The most substantial steps took:

~8 min. to use earthaccess.open_virtual_mfdataset() for opening three netCDF groups from the year's worth of granules.
~9 min. to compute mean over time to create a plot

Would love to hear initial thoughts/comments/questions/suggestions on this!

@ayushnag, @betolink, @battistowx, @TomNicholas

…using-TEMPO-data

…ta as a virtual dataset

danielfromearth · 2025-04-15T15:10:53Z

I think this looks okay now, but could use other pairs of eyes on it. As part of reviewing this, I would appreciate any suggestions or comments — whether on content, formatting, presentation, etc!

danielfromearth · 2025-04-18T20:42:25Z

I've shortened the notebook slightly by removing the %%time timings, since performance is being benchmarked in discussion #987 and PR #989.

TomNicholas · 2025-04-19T03:10:27Z

IIUC, then because you're passing load=True, then at no point is this code currently creating a "virtual" dataset.

danielfromearth · 2025-04-21T14:15:29Z

IIUC, then because you're passing load=True, then at no point is this code currently creating a "virtual" dataset.

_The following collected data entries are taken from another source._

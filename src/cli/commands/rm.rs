//! Rm command implementation.
//!
//! `systags rm -k <key>` removes a tag from the system tier and persists
//! the result. Removing a key that was never set is not an error.

use crate::cli::args::RmArgs;
use crate::error::Result;
use crate::store::{FileRepository, TagStore};
use crate::ui::UserInterface;

use super::dispatcher::{Command, CommandResult};

/// The rm command implementation.
pub struct RmCommand {
    repository: FileRepository,
    args: RmArgs,
}

impl RmCommand {
    /// Create a new rm command.
    pub fn new(repository: FileRepository, args: RmArgs) -> Self {
        Self { repository, args }
    }
}

impl Command for RmCommand {
    fn execute(&self, _ui: &mut dyn UserInterface) -> Result<CommandResult> {
        let mut store = TagStore::new();
        self.repository.load(&mut store)?;

        let previous = store.remove(&self.args.key);
        tracing::debug!("removed {} (was: {:?})", self.args.key, previous);

        self.repository.save(&store)?;
        Ok(CommandResult::success())
    }
}
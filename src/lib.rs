//! systags - Machine tag resolution and persistence.
//!
//! systags maintains a machine's tags (string key/value metadata) drawn from
//! three tiers: static config fragments, a locally mutable override store,
//! and metadata fetched from the cloud provider hosting the machine. The
//! tiers resolve into a single namespace queryable by key, filterable by
//! pattern, and exportable in several formats consumed by other operational
//! tooling (shell environments, service managers, monitoring agents).
//!
//! # Modules
//!
//! - [`cli`] - Command-line interface and argument parsing
//! - [`error`] - Error types and result aliases
//! - [`filter`] - Pick/omit key selection, exact or regex
//! - [`format`] - Tag serialization formats
//! - [`remote`] - Cloud-provider tag fetching with bounded retry
//! - [`store`] - The three-tier tag store and file repository
//! - [`ui`] - Terminal output abstraction
//!
//! # Example
//!
//! ```
//! use systags::store::TagStore;
//!
//! let mut store = TagStore::new();
//! store.set("region", "us-east-1");
//! assert_eq!(store.get("region", ""), "us-east-1");
//! assert_eq!(store.get("missing", "fallback"), "fallback");
//! ```

pub mod cli;
pub mod error;
pub mod filter;
pub mod format;
pub mod remote;
pub mod store;
pub mod ui;

pub use error::{Result, SystagsError};
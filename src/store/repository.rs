//! Tier persistence on disk.
//!
//! A [`FileRepository`] reads tag tiers from two locations:
//!
//! - the *config directory*, holding any number of `*.json` fragments, each
//!   a flat string-to-string object, merged later-wins;
//! - the *system directory*, holding `remote.json` and `system.json`, the
//!   persisted remote and system tiers.
//!
//! Saving backs each existing target file up to a `.bak` sibling before
//! overwriting it. The backup is single-generation: each save replaces any
//! prior `.bak` unconditionally.

use std::fs;
use std::path::{Path, PathBuf};

use serde::Serialize;

use crate::error::{Result, SystagsError};

use super::{TagStore, Tags};

/// File name of the persisted remote tier inside the system directory.
pub const REMOTE_FILE: &str = "remote.json";

/// File name of the persisted system tier inside the system directory.
pub const SYSTEM_FILE: &str = "system.json";

/// Loads tag tiers from disk and persists the mutable ones back.
#[derive(Debug, Clone)]
pub struct FileRepository {
    config_dir: PathBuf,
    system_dir: PathBuf,
}

impl FileRepository {
    /// Create a repository over the given config and system directories.
    pub fn new(config_dir: &Path, system_dir: &Path) -> Self {
        Self {
            config_dir: config_dir.to_path_buf(),
            system_dir: system_dir.to_path_buf(),
        }
    }

    /// The config directory this repository reads fragments from.
    pub fn config_dir(&self) -> &Path {
        &self.config_dir
    }

    /// The system directory this repository persists tiers into.
    pub fn system_dir(&self) -> &Path {
        &self.system_dir
    }

    /// Load all three tiers into the store.
    ///
    /// The store is only updated once every tier has been read and parsed,
    /// so a failed load leaves no partial merge behind; the caller should
    /// treat the store as invalidated and not use it after an error.
    pub fn load(&self, store: &mut TagStore) -> Result<()> {
        let config = self.load_config_fragments()?;
        let remote = self.load_tier_file(REMOTE_FILE)?;
        let system = self.load_tier_file(SYSTEM_FILE)?;

        store.replace_all(config, remote, system);
        Ok(())
    }

    /// Persist the store's remote and system tiers.
    ///
    /// The config tier is filesystem-sourced truth and is never written.
    /// For each target file that already exists, its current bytes are
    /// first copied to a `.bak` sibling. Order: back up remote, back up
    /// system, write remote, write system. A failure partway can leave the
    /// originals and backups out of step; this window is bounded but not
    /// eliminated, and there is no cross-process locking.
    pub fn save(&self, store: &TagStore) -> Result<()> {
        fs::create_dir_all(&self.system_dir)?;

        let remote_file = self.system_dir.join(REMOTE_FILE);
        let system_file = self.system_dir.join(SYSTEM_FILE);

        // Serialize both tiers up front so an encoding failure aborts
        // before any file is touched.
        let remote_json = to_tab_indented_json(store.remote_tags())?;
        let system_json = to_tab_indented_json(store.system_tags())?;

        back_up(&remote_file)?;
        back_up(&system_file)?;

        tracing::debug!("writing remote file: {}", remote_file.display());
        fs::write(&remote_file, remote_json)?;

        tracing::debug!("writing system file: {}", system_file.display());
        fs::write(&system_file, system_json)?;

        Ok(())
    }

    /// Read every `*.json` fragment directly inside the config directory
    /// and merge them by key, later fragment winning on collision.
    ///
    /// Fragments are processed in directory-listing order, which is
    /// filesystem-dependent; precedence among fragments that define the
    /// same key is therefore unspecified. Subdirectories and non-JSON
    /// files are skipped. An absent directory yields an empty tier.
    fn load_config_fragments(&self) -> Result<Tags> {
        let mut merged = Tags::new();

        let entries = match fs::read_dir(&self.config_dir) {
            Ok(entries) => entries,
            Err(_) => return Ok(merged),
        };

        tracing::debug!("reading config directory: {}", self.config_dir.display());

        for entry in entries {
            let entry = entry?;
            let path = entry.path();

            if entry.file_type()?.is_dir() {
                continue;
            }
            if path.extension().and_then(|ext| ext.to_str()) != Some("json") {
                continue;
            }

            tracing::debug!("reading config fragment: {}", path.display());
            let fragment = parse_tag_file(&path)?;
            merged.extend(fragment);
        }

        Ok(merged)
    }

    /// Read one tier file from the system directory. A missing file yields
    /// an empty tier; a present-but-malformed file is a parse error.
    fn load_tier_file(&self, name: &str) -> Result<Tags> {
        let path = self.system_dir.join(name);
        if !path.exists() {
            return Ok(Tags::new());
        }

        tracing::debug!("reading tier file: {}", path.display());
        parse_tag_file(&path)
    }
}

/// Parse a file as a flat string-to-string JSON object.
fn parse_tag_file(path: &Path) -> Result<Tags> {
    let content = fs::read_to_string(path)?;

    serde_json::from_str(&content).map_err(|e| SystagsError::Parse {
        path: path.to_path_buf(),
        message: e.to_string(),
    })
}

/// Copy a file's current bytes to its `.bak` sibling, replacing any prior
/// backup. A missing original is not an error; there is nothing to keep.
fn back_up(path: &Path) -> Result<()> {
    if !path.exists() {
        return Ok(());
    }

    let mut backup = path.as_os_str().to_owned();
    backup.push(".bak");
    let backup = PathBuf::from(backup);

    tracing::debug!("writing backup: {}", backup.display());
    fs::copy(path, &backup)?;
    Ok(())
}

/// Serialize a tag mapping as a tab-indented JSON object, the on-disk
/// format of the system directory files.
fn to_tab_indented_json(tags: &Tags) -> Result<String> {
    let formatter = serde_json::ser::PrettyFormatter::with_indent(b"\t");
    let mut out = Vec::new();
    let mut serializer = serde_json::Serializer::with_formatter(&mut out, formatter);

    tags.serialize(&mut serializer)
        .map_err(|e| SystagsError::Format {
            format: "json".into(),
            message: e.to_string(),
        })?;

    String::from_utf8(out).map_err(|e| SystagsError::Format {
        format: "json".into(),
        message: e.to_string(),
    })
}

Hmmm, @TomNicholas, I think you are correct as far as what is returned from the earthaccess.open_virtual_mfdataset() method, but I think there is still a virtual dataset being created temporarily. The way I understand dmrpp_zarr.py: regardless of whether load=True or load=False, the code creates a virtual dataset as an intermediate step, on line 112 in dmrpp_zarr.py, before converting them to kerchunk references and passing them to xarray in the load block, lines 129–131. Does that sound/look right?

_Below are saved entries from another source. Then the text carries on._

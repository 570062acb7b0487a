//! Update command implementation.
//!
//! `systags update` replaces the remote tier with a fresh fetch from the
//! detected cloud provider and persists the result. Save only runs after a
//! successful refresh, so a failed fetch leaves the on-disk remote tier
//! untouched.

use crate::cli::args::UpdateArgs;
use crate::error::Result;
use crate::remote::{detect_source, Refresher};
use crate::store::{FileRepository, TagStore};
use crate::ui::UserInterface;

use super::dispatcher::{Command, CommandResult};

/// The update command implementation.
pub struct UpdateCommand {
    repository: FileRepository,
    args: UpdateArgs,
    refresher: Refresher,
}

impl UpdateCommand {
    /// Create an update command against the detected provider.
    pub fn new(repository: FileRepository, args: UpdateArgs) -> Self {
        Self::with_refresher(repository, args, Refresher::new(detect_source()))
    }

    /// Create an update command with an explicit refresher, for tests.
    pub fn with_refresher(
        repository: FileRepository,
        args: UpdateArgs,
        refresher: Refresher,
    ) -> Self {
        Self {
            repository,
            args,
            refresher,
        }
    }
}

impl Command for UpdateCommand {
    fn execute(&self, _ui: &mut dyn UserInterface) -> Result<CommandResult> {
        let mut store = TagStore::new();
        self.repository.load(&mut store)?;

        let tags = self.refresher.update(self.args.timeout, self.args.retry)?;
        store.replace_remote(tags);

        self.repository.save(&store)?;
        Ok(CommandResult::success())
    }
}
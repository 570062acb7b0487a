//! Dump command implementation.
//!
//! `systags dump -k <tier>` prints one tier as indented JSON, without any
//! merging or filtering.

use crate::cli::args::{DumpArgs, TierKind};
use crate::error::Result;
use crate::format::Format;
use crate::store::{FileRepository, TagStore};
use crate::ui::UserInterface;

use super::dispatcher::{Command, CommandResult};

/// The dump command implementation.
pub struct DumpCommand {
    repository: FileRepository,
    args: DumpArgs,
}

impl DumpCommand {
    /// Create a new dump command.
    pub fn new(repository: FileRepository, args: DumpArgs) -> Self {
        Self { repository, args }
    }
}

impl Command for DumpCommand {
    fn execute(&self, ui: &mut dyn UserInterface) -> Result<CommandResult> {
        let mut store = TagStore::new();
        self.repository.load(&mut store)?;

        let tags = match self.args.kind {
            TierKind::Config => store.config_tags(),
            TierKind::Remote => store.remote_tags(),
            TierKind::System => store.system_tags(),
        };

        ui.message(&Format::Json.render(tags)?);
        Ok(CommandResult::success())
    }
}
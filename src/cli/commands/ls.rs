//! Ls command implementation.
//!
//! `systags ls` merges the three tiers, narrows the result with pick/omit,
//! optionally rewrites keys with a prefix/suffix, and prints the mapping
//! in the requested format.

use crate::cli::args::LsArgs;
use crate::error::Result;
use crate::filter::{select, FilterMode};
use crate::store::{tags::rekey, FileRepository, TagStore};
use crate::ui::UserInterface;

use super::dispatcher::{Command, CommandResult};

/// The ls command implementation.
pub struct LsCommand {
    repository: FileRepository,
    args: LsArgs,
}

impl LsCommand {
    /// Create a new ls command.
    pub fn new(repository: FileRepository, args: LsArgs) -> Self {
        Self { repository, args }
    }
}

impl Command for LsCommand {
    fn execute(&self, ui: &mut dyn UserInterface) -> Result<CommandResult> {
        let mut store = TagStore::new();
        self.repository.load(&mut store)?;

        let mode = if self.args.regex {
            FilterMode::Regex
        } else {
            FilterMode::Exact
        };

        let tags = select(&store.merged(), mode, &self.args.pick, &self.args.omit)?;
        let tags = rekey(&tags, &self.args.prefix, &self.args.suffix);

        ui.message(&self.args.format.render(&tags)?);
        Ok(CommandResult::success())
    }
}

#[cfg(test)]
mod tests {
    use super::*;
    use crate::error::SystagsError;
    use crate::format::Format;
    use crate::ui::MockUI;
    use std::fs;
    use tempfile::TempDir;

    fn repository(temp: &TempDir) -> FileRepository {
        let repo = FileRepository::new(&temp.path().join("config"), &temp.path().join("system"));
        fs::create_dir_all(repo.config_dir()).unwrap();
        fs::create_dir_all(repo.system_dir()).unwrap();
        fs::write(repo.config_dir().join("base.json"), r#"{"env":"prod","team":"ops"}"#).unwrap();
        fs::write(repo.system_dir().join("remote.json"), r#"{"region":"us-east-1","env":"remote"}"#)
            .unwrap();
        fs::write(repo.system_dir().join("system.json"), r#"{"owner":"sre"}"#).unwrap();
        repo
    }

    fn args() -> LsArgs {
        LsArgs {
            regex: false,
            format: Format::Json,
            pick: String::new(),
            omit: String::new(),
            prefix: String::new(),
            suffix: String::new(),
        }
    }

    #[test]
    fn ls_merges_with_tier_precedence() {
        let temp = TempDir::new().unwrap();
        let cmd = LsCommand::new(repository(&temp), args());

        let mut ui = MockUI::new();
        cmd.execute(&mut ui).unwrap();
        let out = ui.stdout();
        // config overrides remote on collision
        assert!(out.contains("\"env\": \"prod\""));
        assert!(out.contains("\"region\": \"us-east-1\""));
        assert!(out.contains("\"owner\": \"sre\""));
    }

    #[test]
    fn ls_pick_and_omit_narrow_output() {
        let temp = TempDir::new().unwrap();
        let cmd = LsCommand::new(
            repository(&temp),
            LsArgs {
                pick: "env,team".into(),
                omit: "team".into(),
                ..args()
            },
        );

        let mut ui = MockUI::new();
        cmd.execute(&mut ui).unwrap();
        assert_eq!(ui.stdout(), "{\n  \"env\": \"prod\"\n}");
    }

    #[test]
    fn ls_applies_prefix_and_suffix() {
        let temp = TempDir::new().unwrap();
        let cmd = LsCommand::new(
            repository(&temp),
            LsArgs {
                pick: "env".into(),
                prefix: "tag_".into(),
                suffix: "_v1".into(),
                ..args()
            },
        );

        let mut ui = MockUI::new();
        cmd.execute(&mut ui).unwrap();
        assert!(ui.stdout().contains("\"tag_env_v1\": \"prod\""));
    }

    #[test]
    fn ls_env_format_renders_exports() {
        let temp = TempDir::new().unwrap();
        let cmd = LsCommand::new(
            repository(&temp),
            LsArgs {
                pick: "env".into(),
                format: Format::Env,
                ..args()
            },
        );

        let mut ui = MockUI::new();
        cmd.execute(&mut ui).unwrap();
        assert_eq!(ui.stdout(), "export ENV='prod'");
    }

    #[test]
    fn ls_invalid_regex_fails_before_output() {
        let temp = TempDir::new().unwrap();
        let cmd = LsCommand::new(
            repository(&temp),
            LsArgs {
                regex: true,
                pick: "(unclosed".into(),
                ..args()
            },
        );

        let mut ui = MockUI::new();
        let err = cmd.execute(&mut ui).unwrap_err();
        assert!(matches!(err, SystagsError::Filter { .. }));
        assert!(ui.stdout().is_empty());
    }
}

Either way, this may be a place where there could be improvements in documentation to make this clearer.

TomNicholas · 2025-04-21T14:58:11Z

I think that's right, yes. But that does mean that in this notebook the user never sees a virtual dataset. It's purely an internal optimization at opening-time by earthaccess.

FWIW this relates to my proposal that what earthaccess should be used for is to generate Icechunk stores of interest, such as one for all TEMPO Level 3 data (containing virtual chunks), that people then open directly. See #956. In that paradigm you use basically the same notebook to create an actually virtual dataset, commit that to Icechunk, then tell any users who want to use TEMPO Level 3 data to simply open that Icechunk store.

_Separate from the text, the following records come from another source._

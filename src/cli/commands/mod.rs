//! Subcommand implementations.

pub mod dispatcher;
pub mod dump;
pub mod get;
pub mod init;
pub mod ls;
pub mod rm;
pub mod set;
pub mod update;
pub mod version;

ayushnag · 2025-04-23T18:38:02Z

@TomNicholas @danielfromearth yes the load=True param does create a temporary virtual reference file and then immediately loads it with kerchunk. This is because the function targets assumes the user is making this request for the first time and the combined manifest file needs to be generated first. However if you already have the manifest, you can avoid all these steps entirely and just load with kerchunk/virtualizarr.

This was implemented before ManifestStore was added to virtualizarr and that should be a much cleaner way of loading the dataset. Basically we can get rid of the load param since the user can easily access data once they have the virtual xarray dataset.

Also agree with the point that really the best way of doing this is some kind of combined Icechunk store for each collection that is constantly updated as data comes in.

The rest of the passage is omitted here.